INSTRUCTIONS TO FOLLOW: Give again, word for word, every line below from the one that has "-> Result<SignedHeaders, RegistryError>" through the one that has "let key = self.signing_key(&date)?;", both included, and no others.

GIVEN ENTRIES:
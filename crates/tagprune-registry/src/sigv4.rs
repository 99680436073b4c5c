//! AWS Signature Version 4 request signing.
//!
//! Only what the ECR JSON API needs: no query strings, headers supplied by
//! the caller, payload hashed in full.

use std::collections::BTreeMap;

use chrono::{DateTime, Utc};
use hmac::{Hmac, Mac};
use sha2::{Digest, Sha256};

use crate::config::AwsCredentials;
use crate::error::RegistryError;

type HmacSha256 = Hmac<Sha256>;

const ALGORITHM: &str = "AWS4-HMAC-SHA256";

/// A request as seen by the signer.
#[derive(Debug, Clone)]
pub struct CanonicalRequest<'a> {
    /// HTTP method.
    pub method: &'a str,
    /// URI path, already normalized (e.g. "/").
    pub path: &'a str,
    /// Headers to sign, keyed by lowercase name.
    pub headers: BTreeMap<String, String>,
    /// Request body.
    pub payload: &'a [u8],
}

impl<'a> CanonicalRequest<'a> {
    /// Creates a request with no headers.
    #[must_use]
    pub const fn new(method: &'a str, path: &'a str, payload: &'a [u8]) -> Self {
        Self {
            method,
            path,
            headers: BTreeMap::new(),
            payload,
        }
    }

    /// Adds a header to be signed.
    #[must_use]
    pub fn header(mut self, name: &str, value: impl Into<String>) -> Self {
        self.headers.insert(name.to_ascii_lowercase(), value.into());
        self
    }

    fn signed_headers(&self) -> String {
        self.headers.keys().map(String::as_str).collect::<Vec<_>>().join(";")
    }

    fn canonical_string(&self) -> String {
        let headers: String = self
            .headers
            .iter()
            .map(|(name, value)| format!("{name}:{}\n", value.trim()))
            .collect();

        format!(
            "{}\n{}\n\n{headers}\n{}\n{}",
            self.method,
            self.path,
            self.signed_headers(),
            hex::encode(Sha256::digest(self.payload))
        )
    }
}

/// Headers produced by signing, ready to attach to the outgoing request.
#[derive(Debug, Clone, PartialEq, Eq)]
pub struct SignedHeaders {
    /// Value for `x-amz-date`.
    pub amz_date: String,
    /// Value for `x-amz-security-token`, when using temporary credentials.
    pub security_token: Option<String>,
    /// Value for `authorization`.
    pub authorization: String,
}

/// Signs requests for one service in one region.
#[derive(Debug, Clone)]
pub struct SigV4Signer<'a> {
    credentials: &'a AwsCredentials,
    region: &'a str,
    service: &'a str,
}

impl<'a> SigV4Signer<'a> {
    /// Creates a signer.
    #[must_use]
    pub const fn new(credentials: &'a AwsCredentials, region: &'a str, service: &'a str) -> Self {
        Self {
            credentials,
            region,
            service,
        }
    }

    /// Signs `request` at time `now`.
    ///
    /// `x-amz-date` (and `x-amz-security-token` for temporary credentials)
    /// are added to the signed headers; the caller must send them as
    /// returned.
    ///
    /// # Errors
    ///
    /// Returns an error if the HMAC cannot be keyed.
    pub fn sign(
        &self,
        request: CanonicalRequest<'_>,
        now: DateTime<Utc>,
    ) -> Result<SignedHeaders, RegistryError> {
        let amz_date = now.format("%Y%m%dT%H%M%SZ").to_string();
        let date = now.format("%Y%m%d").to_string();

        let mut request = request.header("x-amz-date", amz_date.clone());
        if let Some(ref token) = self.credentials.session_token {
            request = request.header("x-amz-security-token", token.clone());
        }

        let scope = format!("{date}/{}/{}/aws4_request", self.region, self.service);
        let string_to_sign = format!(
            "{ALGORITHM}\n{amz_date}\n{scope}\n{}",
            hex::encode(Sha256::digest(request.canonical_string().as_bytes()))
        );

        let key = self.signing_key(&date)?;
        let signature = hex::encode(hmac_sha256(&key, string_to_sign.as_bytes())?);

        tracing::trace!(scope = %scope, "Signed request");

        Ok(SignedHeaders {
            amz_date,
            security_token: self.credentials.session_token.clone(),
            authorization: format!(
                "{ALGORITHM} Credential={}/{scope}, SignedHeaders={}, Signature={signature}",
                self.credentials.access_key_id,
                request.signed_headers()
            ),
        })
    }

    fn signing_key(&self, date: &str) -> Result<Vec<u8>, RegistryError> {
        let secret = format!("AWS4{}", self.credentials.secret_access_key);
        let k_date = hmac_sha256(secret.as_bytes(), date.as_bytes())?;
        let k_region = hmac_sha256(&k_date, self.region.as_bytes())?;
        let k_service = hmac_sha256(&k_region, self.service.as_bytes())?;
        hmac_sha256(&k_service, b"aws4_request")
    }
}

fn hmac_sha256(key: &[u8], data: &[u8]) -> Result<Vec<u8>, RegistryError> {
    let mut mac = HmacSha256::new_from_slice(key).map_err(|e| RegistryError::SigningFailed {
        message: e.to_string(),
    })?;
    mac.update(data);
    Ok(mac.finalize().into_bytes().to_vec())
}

RESPONSE AREA:
    ) -> Result<SignedHeaders, RegistryError> {
        let amz_date = now.format("%Y%m%dT%H%M%SZ").to_string();
        let date = now.format("%Y%m%d").to_string();

        let mut request = request.header("x-amz-date", amz_date.clone());
        if let Some(ref token) = self.credentials.session_token {
            request = request.header("x-amz-security-token", token.clone());
        }

        let scope = format!("{date}/{}/{}/aws4_request", self.region, self.service);
        let string_to_sign = format!(
            "{ALGORITHM}\n{amz_date}\n{scope}\n{}",
            hex::encode(Sha256::digest(request.canonical_string().as_bytes()))
        );

        let key = self.signing_key(&date)?;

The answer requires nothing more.